The economic effects are destabilizing. Income shifts from workers, who work mainly to meet their consumption needs, to rentiers with a high propensity to save and invest. The result is a chronic tendency toward overaccumulation and underconsumption.
At the same time, the state subsidizes the most centralized, capital-intensive forms of production, leading to mass-production industry with overbuilt plant and equipment that’s constantly plagued with idle capacity.
The problem was “solved” for a while by World War II, which blew up most of the plant and equipment outside the U.S. and created a permanent war economy to absorb a major part of the destabilizing economic surplus. But by 1970 the industrial capacity of Europe and Japan had been rebuilt, and the old tendencies toward chronic stagnation were resumed.
Since then the tendencies toward stagnating economic growth, excess capacity, and jobless recoveries have increased from one decade to the next. The economy has become increasingly dependent on speculative bubbles to soak up surplus capital, and on growing consumer debt to absorb excess industrial output.
Given state capitalism’s inherent tendencies toward stagnation, the welfare state and Keynesian demand management are absolutely necessary parts of it.

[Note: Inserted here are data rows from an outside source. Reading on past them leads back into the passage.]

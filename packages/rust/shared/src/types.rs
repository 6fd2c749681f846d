//! Core domain types for Pagesmith knowledge bases.

use std::collections::HashSet;

use chrono::{DateTime, Utc};
use serde::{Deserialize, Serialize};
use uuid::Uuid;

use crate::error::{PagesmithError, Result};

/// Current schema version for the build manifest format.
pub const CURRENT_SCHEMA_VERSION: u32 = 1;

// ---------------------------------------------------------------------------
// RunId
// ---------------------------------------------------------------------------

/// A UUID v7 wrapper identifying one build run (time-sortable).
#[derive(Debug, Clone, PartialEq, Eq, Hash, Serialize, Deserialize)]
#[serde(transparent)]
pub struct RunId(pub Uuid);

impl RunId {
    /// Generate a new time-sortable run identifier.
    pub fn new() -> Self {
        Self(Uuid::now_v7())
    }
}

impl Default for RunId {
    fn default() -> Self {
        Self::new()
    }
}

impl std::fmt::Display for RunId {
    fn fmt(&self, f: &mut std::fmt::Formatter<'_>) -> std::fmt::Result {
        write!(f, "{}", self.0)
    }
}

// ---------------------------------------------------------------------------
// Structure (category tree)
// ---------------------------------------------------------------------------

/// Root of the structure file: `knowledge_base: [CategoryNode]`.
#[derive(Debug, Clone, Default, Serialize, Deserialize)]
pub struct Structure {
    /// Top-level categories, in file order.
    #[serde(rename = "knowledge_base")]
    pub categories: Vec<CategoryNode>,
}

/// A category in the knowledge-base tree.
#[derive(Debug, Clone, Default, Serialize, Deserialize)]
pub struct CategoryNode {
    /// Display name. Not used for output paths.
    #[serde(default)]
    pub name: String,
    /// Template inherited by pages and subcategories that set none.
    #[serde(default, skip_serializing_if = "Option::is_none")]
    pub template: Option<String>,
    /// Pages directly in this category.
    #[serde(default)]
    pub pages: Vec<PageRef>,
    /// Nested categories.
    #[serde(default)]
    pub subcategories: Vec<CategoryNode>,
}

/// A single page reference.
#[derive(Debug, Clone, PartialEq, Eq, Serialize, Deserialize)]
pub struct PageRef {
    /// Unique identifier: export lookup key and output path stem.
    pub id: String,
    /// Display title.
    pub title: String,
    /// Overrides the inherited template for this page only.
    #[serde(default, skip_serializing_if = "Option::is_none")]
    pub template: Option<String>,
}

impl Structure {
    /// Total number of pages across the whole tree.
    pub fn page_count(&self) -> usize {
        fn count(node: &CategoryNode) -> usize {
            node.pages.len() + node.subcategories.iter().map(count).sum::<usize>()
        }
        self.categories.iter().map(count).sum()
    }

    /// Reject trees where two pages share an id (they would overwrite each other's output).
    pub fn validate(&self) -> Result<()> {
        fn visit<'a>(node: &'a CategoryNode, seen: &mut HashSet<&'a str>) -> Result<()> {
            for page in &node.pages {
                if !seen.insert(page.id.as_str()) {
                    return Err(PagesmithError::config(format!(
                        "duplicate page id '{}' in category '{}'",
                        page.id, node.name
                    )));
                }
            }
            node.subcategories.iter().try_for_each(|sub| visit(sub, seen))
        }

        let mut seen = HashSet::new();
        self.categories
            .iter()
            .try_for_each(|category| visit(category, &mut seen))
    }
}

// ---------------------------------------------------------------------------
// ContentMap
// ---------------------------------------------------------------------------

/// Every field name a template may reference, in canonical order.
pub const CONTENT_KEYS: [&str; 15] = [
    "page_title",
    "introduction",
    "conclusion",
    "section_1_heading",
    "section_1_content",
    "section_2_heading",
    "section_2_content",
    "faq_1_question",
    "faq_1_answer",
    "faq_2_question",
    "faq_2_answer",
    "step_1_title",
    "step_1_content",
    "step_2_title",
    "step_2_content",
];

/// Normalized content for one page.
///
/// One field per key in [`CONTENT_KEYS`], so a content map can never be
/// missing a key; fields that could not be extracted hold a placeholder.
#[derive(Debug, Clone, PartialEq, Eq, Serialize)]
pub struct ContentMap {
    pub page_title: String,
    pub introduction: String,
    pub conclusion: String,
    pub section_1_heading: String,
    pub section_1_content: String,
    pub section_2_heading: String,
    pub section_2_content: String,
    pub faq_1_question: String,
    pub faq_1_answer: String,
    pub faq_2_question: String,
    pub faq_2_answer: String,
    pub step_1_title: String,
    pub step_1_content: String,
    pub step_2_title: String,
    pub step_2_content: String,
}

impl ContentMap {
    /// Look up a field by name. `None` means the name is not part of the vocabulary.
    pub fn get(&self, key: &str) -> Option<&str> {
        let value = match key {
            "page_title" => &self.page_title,
            "introduction" => &self.introduction,
            "conclusion" => &self.conclusion,
            "section_1_heading" => &self.section_1_heading,
            "section_1_content" => &self.section_1_content,
            "section_2_heading" => &self.section_2_heading,
            "section_2_content" => &self.section_2_content,
            "faq_1_question" => &self.faq_1_question,
            "faq_1_answer" => &self.faq_1_answer,
            "faq_2_question" => &self.faq_2_question,
            "faq_2_answer" => &self.faq_2_answer,
            "step_1_title" => &self.step_1_title,
            "step_1_content" => &self.step_1_content,
            "step_2_title" => &self.step_2_title,
            "step_2_content" => &self.step_2_content,
            _ => return None,
        };
        Some(value)
    }

    /// `(key, value)` pairs in [`CONTENT_KEYS`] order.
    pub fn iter(&self) -> impl Iterator<Item = (&'static str, &str)> {
        CONTENT_KEYS
            .into_iter()
            .filter_map(|key| self.get(key).map(|value| (key, value)))
    }
}

// ---------------------------------------------------------------------------
// Templates
// ---------------------------------------------------------------------------

/// A non-string leaf in a template.
#[derive(Debug, Clone, PartialEq)]
pub enum Scalar {
    Null,
    Bool(bool),
    /// Numbers keep the textual form they were written in.
    Number(String),
}

impl std::fmt::Display for Scalar {
    fn fmt(&self, f: &mut std::fmt::Formatter<'_>) -> std::fmt::Result {
        match self {
            Self::Null => Ok(()),
            Self::Bool(b) => write!(f, "{b}"),
            Self::Number(n) => f.write_str(n),
        }
    }
}

/// A node in a template (or filled template) tree.
///
/// Maps keep their keys in source order; rendering depends on it.
#[derive(Debug, Clone, PartialEq)]
pub enum TemplateNode {
    /// A string leaf; may contain `{field}` placeholders before filling.
    Text(String),
    List(Vec<TemplateNode>),
    Map(Vec<(String, TemplateNode)>),
    Scalar(Scalar),
}

impl TemplateNode {
    /// Look up a key in a map node. Returns `None` for other variants.
    pub fn get(&self, key: &str) -> Option<&TemplateNode> {
        match self {
            Self::Map(entries) => entries.iter().find(|(k, _)| k == key).map(|(_, v)| v),
            _ => None,
        }
    }

    /// Stringify the node. Lists join items with `", "`, maps render `key: value` pairs.
    pub fn to_text(&self) -> String {
        match self {
            Self::Text(s) => s.clone(),
            Self::Scalar(s) => s.to_string(),
            Self::List(items) => items
                .iter()
                .map(TemplateNode::to_text)
                .collect::<Vec<_>>()
                .join(", "),
            Self::Map(entries) => entries
                .iter()
                .map(|(k, v)| format!("{k}: {}", v.to_text()))
                .collect::<Vec<_>>()
                .join(", "),
        }
    }
}

/// A named template as loaded from the templates directory.
#[derive(Debug, Clone, PartialEq)]
pub struct Template {
    pub name: String,
    pub root: TemplateNode,
}

// ---------------------------------------------------------------------------
// BuildManifest
// ---------------------------------------------------------------------------

/// A page that produced no output, with the reason.
#[derive(Debug, Clone, PartialEq, Eq, Serialize, Deserialize)]
pub struct SkippedPage {
    pub id: String,
    pub reason: String,
}

/// The `manifest.json` written next to the aggregate document after each run.
#[derive(Debug, Clone, Serialize, Deserialize)]
pub struct BuildManifest {
    /// Schema version for forward compatibility.
    pub schema_version: u32,
    /// Identifier of the run that wrote this manifest.
    pub run_id: RunId,
    /// Tool version that ran the build.
    pub tool_version: String,
    /// When the build finished.
    pub generated_at: DateTime<Utc>,
    /// Pages written to the aggregate document.
    pub page_count: usize,
    /// Aggregate file name, relative to the output directory.
    pub aggregate_file: String,
    /// SHA-256 of the aggregate document bytes.
    pub aggregate_sha256: String,
    /// Pages that were skipped.
    #[serde(default, skip_serializing_if = "Vec::is_empty")]
    pub skipped: Vec<SkippedPage>,
}

#[cfg(test)]
mod tests {
    use super::*;

    fn page(id: &str) -> PageRef {
        PageRef {
            id: id.into(),
            title: id.into(),
            template: None,
        }
    }

    #[test]
    fn structure_deserializes_nested_tree() {
        let json = r#"{
            "knowledge_base": [
                {
                    "name": "Guides",
                    "template": "guide",
                    "pages": [{"id": "guides/intro", "title": "Intro"}],
                    "subcategories": [
                        {"name": "Advanced", "pages": [{"id": "guides/deep", "title": "Deep", "template": "tutorial"}]}
                    ]
                },
                {"name": "Empty"}
            ]
        }"#;

        let structure: Structure = serde_json::from_str(json).expect("deserialize");
        assert_eq!(structure.categories.len(), 2);
        assert_eq!(structure.categories[0].template.as_deref(), Some("guide"));
        assert_eq!(
            structure.categories[0].subcategories[0].pages[0].template.as_deref(),
            Some("tutorial")
        );
        assert!(structure.categories[1].pages.is_empty());
        assert_eq!(structure.page_count(), 2);
    }

    #[test]
    fn validate_rejects_duplicate_ids_across_levels() {
        let structure = Structure {
            categories: vec![CategoryNode {
                name: "Root".into(),
                pages: vec![page("a")],
                subcategories: vec![CategoryNode {
                    name: "Child".into(),
                    pages: vec![page("a")],
                    ..Default::default()
                }],
                ..Default::default()
            }],
        };

        let err = structure.validate().unwrap_err();
        assert!(err.to_string().contains("duplicate page id 'a'"));
    }

    #[test]
    fn content_map_lookup_covers_every_key() {
        let content = ContentMap {
            page_title: "T".into(),
            introduction: "i".into(),
            conclusion: "c".into(),
            section_1_heading: "Overview".into(),
            section_1_content: "s1".into(),
            section_2_heading: "Details".into(),
            section_2_content: "s2".into(),
            faq_1_question: "q1".into(),
            faq_1_answer: "a1".into(),
            faq_2_question: "q2".into(),
            faq_2_answer: "a2".into(),
            step_1_title: "Step One".into(),
            step_1_content: "st1".into(),
            step_2_title: "Step Two".into(),
            step_2_content: "st2".into(),
        };

        for key in CONTENT_KEYS {
            assert!(content.get(key).is_some(), "missing {key}");
        }
        assert_eq!(content.get("author"), None);
        assert_eq!(content.iter().count(), CONTENT_KEYS.len());
        assert_eq!(content.iter().next(), Some(("page_title", "T")));
    }

    #[test]
    fn template_node_to_text() {
        let node = TemplateNode::Map(vec![
            ("a".into(), TemplateNode::Scalar(Scalar::Number("1".into()))),
            (
                "b".into(),
                TemplateNode::List(vec![
                    TemplateNode::Text("x".into()),
                    TemplateNode::Scalar(Scalar::Bool(true)),
                ]),
            ),
        ]);
        assert_eq!(node.to_text(), "a: 1, b: x, true");
        assert_eq!(TemplateNode::Scalar(Scalar::Null).to_text(), "");
    }

    #[test]
    fn manifest_serialization() {
        let manifest = BuildManifest {
            schema_version: CURRENT_SCHEMA_VERSION,
            run_id: RunId::new(),
            tool_version: "0.1.0".into(),
            generated_at: Utc::now(),
            page_count: 2,
            aggregate_file: "knowledge_base.xml".into(),
            aggregate_sha256: "00".repeat(32),
            skipped: vec![SkippedPage {
                id: "x".into(),
                reason: "template 'missing' not found".into(),
            }],
        };

        let json = serde_json::to_string_pretty(&manifest).expect("serialize");
        let parsed: BuildManifest = serde_json::from_str(&json).expect("deserialize");
        assert_eq!(parsed.schema_version, CURRENT_SCHEMA_VERSION);
        assert_eq!(parsed.page_count, 2);
        assert_eq!(parsed.skipped.len(), 1);
    }
}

State intervention creates maldistribution of purchasing power and excess production capacity. Government attempts to remedy the resulting destabilizing tendencies by taxing a small fraction of what was originally shifted from the producing classes to the rentier classes, and giving it to the most destitute portion of the exploited classes, in order to prevent politically destabilizing levels of unemployment and homelessness. It runs a deficit during economic downturns in order to provide sufficient demand to compensate for the shortfall in purchasing power.
The problem is that the relative periods of downturn keep getting longer, and the deficit spending required to correct for the chronic demand shortfall keeps getting larger.
Once the state substitutes privilege for justice, it inevitably creates destabilizing tendencies that must be met by one of two possible courses of action. One is to remove the privileges and allow the natural operation of justice, so that the chronic instabilities don’t arise. The other is to add secondary interventions like the welfare state and Keynesian fiscal policy, so the destabilizing tendencies don’t get too bad — and to keep increasing the level of such intervention when it no longer works the way it should.
So to the “conservatives” who want to “cut spending” and “balance the budget,” I give this warning: Understand the implications of what you demand. If you will not have a welfare state and deficit spending, you must have a free market — a genuine free market, not the kind of fake “free market” the U.S. Chamber of Commerce, AEI and Heritage Foundation call for. You must cease to enforce monopoly rents to the owners of land, capital and “intellectual property.”
If you go only halfway, removing the palliative measures without removing the injustice — if you choose a fake corporatist version of the “free market” — you will only give us another Great Depression worse than the last one.
The choice is clear. If you will not have justice, you must have welfare and Keynesian stimulus spending. There is no third way.